Par Danielle PERSICO
En tant que candidat-e, aux élections législatives quelle est votre position sur cet enjeu crucial de la lutte contre l’évasion fiscale, et en particulier celle des entreprises multinationales ?
L’impôt est au fondement de la justice sociale, parce qu’il permet la redistribution des richesses. Cette volonté de faire en sore que chacun contribue selon ses moyens à l’effort collectif est la condition de la démocratie. Cela vaut pour les citoyens sur le territoire national. Mais cela vaut aussi pour les entreprises, y compris à l’échelle globale.
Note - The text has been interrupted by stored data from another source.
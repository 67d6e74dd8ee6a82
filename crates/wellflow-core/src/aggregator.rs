//! Per-minute and per-day flow statistics
//!
//! The [`Aggregator`] turns raw [`PulseCounter`](crate::pulse::PulseCounter)
//! snapshots into a per-minute rate and a seven day history. It is driven by
//! the runtime's 60 second tick:
//!
//! 1. [`Aggregator::sample_minute`] computes the edges seen since the previous
//!    tick.
//! 2. [`Aggregator::maybe_roll_day`] asks the [`TimeBase`] whether local
//!    midnight has passed and, if so, closes out the day.
//!
//! Volumes are derived on demand from the current [`Calibration`], so a
//! calibration change re-scales all history immediately.

use core::str::FromStr;

use log::info;

use crate::config::ConfigError;
use crate::time_base::{TimeBase, WallClock};

/// Number of days kept in [`DailyHistory`].
pub const HISTORY_DAYS: usize = 7;

/// Display name of the volume unit the calibration converts edges into.
pub const VOLUME_UNIT: &str = "gallons";

/// Flow sensor edges per unit of volume.
#[derive(Debug, Clone, Copy, PartialEq, Eq)]
pub struct Calibration(u32);

impl Calibration {
    pub const MIN: u32 = 2500;
    pub const MAX: u32 = 3500;
    pub const DEFAULT: Self = Self(3028);

    pub const fn ticks_per_unit(self) -> u32 {
        self.0
    }

    /// Convert an edge count into volume units.
    pub fn volume(self, ticks: u32) -> f32 {
        ticks as f32 / self.0 as f32
    }
}

impl Default for Calibration {
    fn default() -> Self {
        Self::DEFAULT
    }
}

impl TryFrom<u32> for Calibration {
    type Error = ConfigError;

    fn try_from(value: u32) -> Result<Self, Self::Error> {
        if (Self::MIN..=Self::MAX).contains(&value) {
            Ok(Self(value))
        } else {
            Err(ConfigError::OutOfRange {
                value: value.into(),
                min: Self::MIN.into(),
                max: Self::MAX.into(),
            })
        }
    }
}

impl FromStr for Calibration {
    type Err = ConfigError;

    fn from_str(raw: &str) -> Result<Self, Self::Err> {
        let value: u32 = raw
            .trim()
            .parse()
            .map_err(|_| ConfigError::not_a_number(raw))?;
        Self::try_from(value)
    }
}

/// Edge counts for the last [`HISTORY_DAYS`] local days, oldest first.
///
/// Slots hold `None` until a full day has been recorded into them.
#[derive(Debug, Clone, Copy, PartialEq, Eq)]
pub struct DailyHistory {
    days: [Option<u32>; HISTORY_DAYS],
}

impl DailyHistory {
    pub const fn new() -> Self {
        Self {
            days: [None; HISTORY_DAYS],
        }
    }

    /// Drop the oldest day and append `ticks` as the newest.
    pub fn push(&mut self, ticks: u32) {
        self.days.rotate_left(1);
        self.days[HISTORY_DAYS - 1] = Some(ticks);
    }

    pub fn newest(&self) -> Option<u32> {
        self.days[HISTORY_DAYS - 1]
    }

    /// Days ordered oldest to newest.
    pub fn days(&self) -> &[Option<u32>; HISTORY_DAYS] {
        &self.days
    }
}

impl Default for DailyHistory {
    fn default() -> Self {
        Self::new()
    }
}

/// Point-in-time copy of everything the stats page shows.
#[derive(Debug, Clone, Copy, PartialEq)]
pub struct StatsSnapshot {
    pub pulses: u32,
    pub calibration: Calibration,
    pub minute_rate: Option<u32>,
    pub history: DailyHistory,
    pub now_unix: u64,
    pub started_unix: u64,
    /// Device temperature in °C, `None` if the sensor could not be read
    pub temperature_c: Option<f32>,
}

impl StatsSnapshot {
    pub fn volume(&self, ticks: u32) -> f32 {
        self.calibration.volume(ticks)
    }

    pub fn uptime_secs(&self) -> u64 {
        self.now_unix.saturating_sub(self.started_unix)
    }
}

pub struct Aggregator<C> {
    time: TimeBase<C>,
    calibration: Calibration,
    started_unix: u64,
    minute_baseline: Option<u32>,
    minute_rate: Option<u32>,
    /// Pulse count at the last day boundary, `None` until seeded
    day_baseline: Option<u32>,
    history: DailyHistory,
}

impl<C: WallClock> Aggregator<C> {
    /// Create an aggregator, capturing the run start time from `clock`.
    pub fn new(clock: C, utc_offset_hours: i8) -> Self {
        let time = TimeBase::new(clock, utc_offset_hours);
        Self {
            started_unix: time.now_unix(),
            time,
            calibration: Calibration::DEFAULT,
            minute_baseline: None,
            minute_rate: None,
            day_baseline: None,
            history: DailyHistory::new(),
        }
    }

    /// Record the edges seen since the previous sample.
    ///
    /// The first call only establishes the baseline and yields `None`.
    pub fn sample_minute(&mut self, pulses: u32) -> Option<u32> {
        self.minute_rate = self
            .minute_baseline
            .replace(pulses)
            .map(|previous| pulses.wrapping_sub(previous));

        if let Some(rate) = self.minute_rate {
            info!(
                "Minute sample: {} ticks ({:.2} {})",
                rate,
                self.calibration.volume(rate),
                VOLUME_UNIT
            );
        }
        self.minute_rate
    }

    /// Close out the day if local midnight has passed since the last check.
    ///
    /// The first call seeds the history: the newest slot becomes `0` and the
    /// current count becomes the day baseline. Returns `true` whenever the
    /// history shifted.
    pub fn maybe_roll_day(&mut self, pulses: u32) -> bool {
        let Some(baseline) = self.day_baseline else {
            // Prime the hour tracker so the next midnight is detected
            self.time.day_rolled_over();
            self.history.push(0);
            self.day_baseline = Some(pulses);
            info!("Daily history seeded at {} ticks", pulses);
            return true;
        };

        if !self.time.day_rolled_over() {
            return false;
        }

        let day_ticks = pulses.wrapping_sub(baseline);
        self.history.push(day_ticks);
        self.day_baseline = Some(pulses);
        info!(
            "Day rolled over: {} ticks ({:.1} {})",
            day_ticks,
            self.calibration.volume(day_ticks),
            VOLUME_UNIT
        );
        true
    }

    /// One scheduler tick: minute sample first, then the day check.
    pub fn tick(&mut self, pulses: u32) {
        self.sample_minute(pulses);
        self.maybe_roll_day(pulses);
    }

    /// Parse and apply a new calibration. State is untouched on error.
    pub fn set_calibration(&mut self, raw: &str) -> Result<(), ConfigError> {
        let calibration: Calibration = raw.parse()?;
        info!(
            "Calibration changed from {} to {} ticks per unit",
            self.calibration.ticks_per_unit(),
            calibration.ticks_per_unit()
        );
        self.calibration = calibration;
        Ok(())
    }

    pub fn calibration(&self) -> Calibration {
        self.calibration
    }

    pub fn minute_rate(&self) -> Option<u32> {
        self.minute_rate
    }

    pub fn history(&self) -> &DailyHistory {
        &self.history
    }

    pub fn started_unix(&self) -> u64 {
        self.started_unix
    }

    pub fn snapshot(&self, pulses: u32, temperature_c: Option<f32>) -> StatsSnapshot {
        StatsSnapshot {
            pulses,
            calibration: self.calibration,
            minute_rate: self.minute_rate,
            history: self.history,
            now_unix: self.time.now_unix(),
            started_unix: self.started_unix,
            temperature_c,
        }
    }
}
De ce point de vue, il est absolument incompréhensible que les firmes multinationales qui font le plus de profit soient aussi celles qui paient moins d’impôts, bénéficiant de l’inaction des gouvernements passés pour mettre en œuvre de véritables accords de coopération en matière fiscale. Sans même se pencher sur le manque à gagner financier pour les Etats, cette évasion fiscale va de pair avec l’épuisement des ressources naturelles dans les pays en développement, et la mise à mal de la stabilité démocratique de ces pays. Il est donc urgent de dresser une liste des paradis fiscaux, quitte à montrer du doigt les pays qui refuseraient de jouer le jeu. Il s’agit aussi d’enlever la licence bancaire des banques qui opèrent dans les paradis fiscaux. Il faut également donner les moyens législatifs, réglementaires et financiers aux pôles judiciaires et policiers chargés de traquer l’évasion fiscale. En tant que députée, je m’engagerai enfin à soutenir l’établissement d’un impôt plancher sur les sociétés pour les multinationales de droit français, à hauteur de 17 % de leur bénéfice brut.